Evolution des taux d’activité en Europe pendant la Grande Récession : le rôle de la démographie et de la polarisation de l’emploi

par Guillaume Allègre et Gregory Verdugo

En Europe comme aux Etats-Unis l’emploi a considérablement reculé pendant la Grande Récession. De plus, au cours des dernières décennies, les forces de l’automatisation et de la mondialisation ont bouleversé les marchés du travail dans les deux régions. Cependant, la réponse des taux d’activités à ces changements a varié d’un pays à l’autre. L’un des événements les plus importants sur le marché du travail aux Etats-Unis au cours de la dernière décennie a été le déclin de la population active. De 2004 à 2013, le taux d’activité des 25 à 54 ans a diminué de 2,6 points de pourcentage (passant de 83,8% à 81,1%) et cette baisse a persisté bien au-delà de la fin de la Grande Récession. A l’inverse, dans l’UE 15, le taux d’activité pour cette catégorie d’âge a augmenté de 2 points au cours de la même période (de 83,7% à 85,6%), malgré la faible croissance et la persistance d’un niveau élevé de chômage.
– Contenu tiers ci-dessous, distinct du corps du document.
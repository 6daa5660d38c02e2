//! Locations whose mean outbound distance is close to a reference location's.

use std::collections::BTreeMap;

use crate::error::{Error, Result};
use crate::traits::Id;
use crate::unroll::EdgeRecord;

/// Default half-width of the tolerance band, as a fraction of the reference.
pub const DEFAULT_TOLERANCE_PCT: f64 = 0.10;

/// Mean outbound distance per origin, keyed ascending.
pub fn mean_outbound<I: Id>(edges: &[EdgeRecord<I>]) -> BTreeMap<I, f64> {
    let mut totals: BTreeMap<I, (f64, usize)> = BTreeMap::new();
    for edge in edges {
        let entry = totals.entry(edge.origin.clone()).or_insert((0.0, 0));
        entry.0 += edge.distance;
        entry.1 += 1;
    }
    totals
        .into_iter()
        .map(|(id, (sum, count))| (id, sum / count as f64))
        .collect()
}

/// Returns every origin whose mean lies in
/// `[ref_mean * (1 - pct), ref_mean * (1 + pct)]`, ascending.
///
/// The reference itself is always part of the result. Locations with no
/// outbound edges never appear.
pub fn within_tolerance<I: Id>(edges: &[EdgeRecord<I>], reference: &I, pct: f64) -> Result<Vec<I>> {
    if !pct.is_finite() || pct < 0.0 {
        return Err(Error::InvalidTolerance { pct });
    }

    let means = mean_outbound(edges);
    let reference_mean = *means.get(reference).ok_or_else(|| Error::not_found(reference))?;

    let low = reference_mean * (1.0 - pct);
    let high = reference_mean * (1.0 + pct);

    let ids: Vec<I> = means
        .into_iter()
        .filter(|(_, mean)| *mean >= low && *mean <= high)
        .map(|(id, _)| id)
        .collect();

    tracing::debug!(
        reference = ?reference,
        reference_mean,
        low,
        high,
        matched = ids.len(),
        "tolerance band evaluated"
    );
    Ok(ids)
}
//! toll-matrix core
//!
//! Completes route-distance matrices from sparse pairwise observations and
//! derives day- and time-conditioned toll tariffs from them.

pub mod calendar;
pub mod error;
pub mod graph;
pub mod matrix;
pub mod pipeline;
pub mod tariff;
pub mod tolerance;
pub mod traits;
pub mod unroll;

pub use error::{Error, ErrorKind, Result};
Qu’est ce qui explique ces différences des deux côtés de l’Atlantique ? Pour répondre à cette question, nous étudions ici les déterminants de l’évolution de la population active au cours des deux dernières décennies dans douze pays européens que nous comparons aux Etats-Unis.
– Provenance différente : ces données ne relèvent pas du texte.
//! Tariff engine tests: base rates, timed expansion and flat serialization.

mod fixtures;

use approx::assert_relative_eq;

use toll_matrix::calendar::{TimeOfDay, TimeSlot, Weekday};
use toll_matrix::matrix::complete;
use toll_matrix::tariff::{
    DiscountSchedule, RateTable, TariffEngine, TimedTariffRow, VehicleClass, base_tariff,
};
use toll_matrix::unroll::{EdgeRecord, unroll};

fn time(hour: u8, minute: u8) -> TimeOfDay {
    TimeOfDay::new(hour, minute).expect("on grid")
}

fn find_row<'a, I>(
    timed: &'a [TimedTariffRow<I>],
    start_day: Weekday,
    end_day: Weekday,
    start_time: TimeOfDay,
) -> &'a TimedTariffRow<I> {
    timed
        .iter()
        .find(|row| row.start_day == start_day && row.end_day == end_day && row.start_time == start_time)
        .expect("row for window")
}

#[test]
fn base_tariffs_scale_with_distance() {
    let matrix = complete(fixtures::segment_observations()).expect("complete");
    let edges = unroll(&matrix);
    let rates = RateTable::default();
    let rows = base_tariff(&edges, &rates);

    assert_eq!(rows.len(), edges.len());
    for (row, edge) in rows.iter().zip(&edges) {
        assert_eq!(row.origin, edge.origin);
        assert_eq!(row.destination, edge.destination);
        for class in VehicleClass::ALL {
            assert_relative_eq!(row.tariffs.get(class) / edge.distance, rates.rate(class), epsilon = 1e-12);
        }
    }
}

#[test]
fn one_row_expands_to_full_grid() {
    let engine = TariffEngine::default();
    let rows = engine.base_tariff(&[EdgeRecord::new(1001400, 1001402, 9.7)]);
    let timed = engine.expand_timed(&rows);
    assert_eq!(timed.len(), 7 * 7 * 47);

    let mut windows: Vec<_> = timed
        .iter()
        .map(|row| (row.start_day, row.end_day, row.start_time))
        .collect();
    windows.sort();
    windows.dedup();
    assert_eq!(windows.len(), timed.len());
}

#[test]
fn weekend_rows_use_uniform_discount() {
    let engine = TariffEngine::default();
    let rows = engine.base_tariff(&[EdgeRecord::new(1, 2, 10.0)]);
    let base = rows[0].tariffs;
    let timed = engine.expand_timed(&rows);

    let weekend: Vec<_> = timed
        .iter()
        .filter(|row| row.start_day.is_weekend() || row.end_day.is_weekend())
        .collect();
    // 49 day pairs minus 25 weekday-only pairs
    assert_eq!(weekend.len(), 24 * 47);
    for row in weekend {
        for class in VehicleClass::ALL {
            assert_relative_eq!(row.tariffs.get(class), base.get(class) * 0.7);
        }
    }
}

#[test]
fn monday_peak_and_off_peak() {
    let engine = TariffEngine::default();
    let rows = engine.base_tariff(&[EdgeRecord::new(1, 2, 10.0)]);
    let base = rows[0].tariffs;
    let timed = engine.expand_timed(&rows);

    let peak = find_row(&timed, Weekday::Monday, Weekday::Monday, time(11, 0));
    assert_eq!(peak.end_time, time(11, 30));
    assert_relative_eq!(peak.tariffs.car, base.car * 1.2);

    let early = find_row(&timed, Weekday::Monday, Weekday::Monday, time(6, 0));
    assert_eq!(early.end_time, time(6, 30));
    assert_relative_eq!(early.tariffs.truck, base.truck * 0.8);

    let late = find_row(&timed, Weekday::Tuesday, Weekday::Friday, time(18, 0));
    assert_relative_eq!(late.tariffs.bus, base.bus * 0.8);
}

#[test]
fn weekday_factors_only_take_two_values() {
    let schedule = DiscountSchedule::default();
    let weekdays = &Weekday::ALL[..5];
    for &start_day in weekdays {
        for &end_day in weekdays {
            let peak = TimeSlot::all()
                .filter(|&slot| schedule.factor(start_day, end_day, slot) == 1.2)
                .count();
            let off_peak = TimeSlot::all()
                .filter(|&slot| schedule.factor(start_day, end_day, slot) == 0.8)
                .count();
            // 10:00 .. 18:00 holds 16 half-hour slots
            assert_eq!(peak, 16);
            assert_eq!(off_peak, 47 - 16);
        }
    }
}

#[test]
fn expansion_keeps_row_order() {
    let engine = TariffEngine::default();
    let edges: Vec<_> = (0..50).map(|i| EdgeRecord::new(i, i + 1, i as f64 + 1.0)).collect();
    let rows = engine.base_tariff(&edges);
    let timed = engine.expand_timed(&rows);

    assert_eq!(timed.len(), 50 * 2303);
    for (chunk, row) in timed.chunks(2303).zip(&rows) {
        assert!(chunk.iter().all(|t| t.origin == row.origin && t.distance == row.distance));
    }
}

#[test]
fn timed_row_serializes_flat() {
    let engine = TariffEngine::default();
    let rows = engine.base_tariff(&[EdgeRecord::new(1001400, 1001402, 10.0)]);
    let timed = engine.expand_timed(&rows);
    let value = serde_json::to_value(&timed[0]).expect("serialize");

    let object = value.as_object().expect("flat object");
    for key in [
        "origin", "destination", "distance", "moto", "car", "rv", "bus", "truck", "start_day",
        "end_day", "start_time", "end_time",
    ] {
        assert!(object.contains_key(key), "missing {}", key);
    }
    assert_eq!(object["start_day"], "Monday");
    assert_eq!(object["start_time"], "00:00:00");
    assert_eq!(object["end_time"], "00:30:00");
    assert_eq!(object["origin"], 1001400);

    let back: TimedTariffRow<u32> = serde_json::from_value(value).expect("deserialize");
    assert_eq!(back, timed[0]);
}

#[test]
fn engine_config_from_json() {
    let engine: TariffEngine = serde_json::from_str(
        r#"{"rates": {"truck": 4.0}, "discounts": {"peak_start": "09:00", "weekend": 0.6}}"#,
    )
    .expect("json");
    assert_eq!(engine.rates.truck, 4.0);
    assert_eq!(engine.rates.car, 1.2);
    assert_eq!(engine.discounts.peak_start, time(9, 0));
    assert_eq!(engine.discounts.peak_end, time(18, 0));
    assert_eq!(engine.discounts.weekend, 0.6);
}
Conformément aux travaux antérieurs sur les Etats-Unis, nous constatons que les changements démographiques récents expliquent une part substantielle des différences entre les pays. La part des baby-boomers à la retraite a augmenté plus rapidement aux Etats-Unis, et y a donc déclenché une baisse plus importante des taux d’activité qu’en Europe. Au cours de la dernière décennie, l’Europe a également été caractérisée par une augmentation du nombre de diplômés du supérieur deux fois plus élevée qu’aux Etats-Unis, et ce notamment en Europe du Sud et en particulier pour les femmes. Les femmes ayant des niveaux d’éducation plus élevés sont plus susceptibles de rejoindre la population active et elles ont ainsi contribué de manière spectaculaire à l’augmentation de la population active en Europe.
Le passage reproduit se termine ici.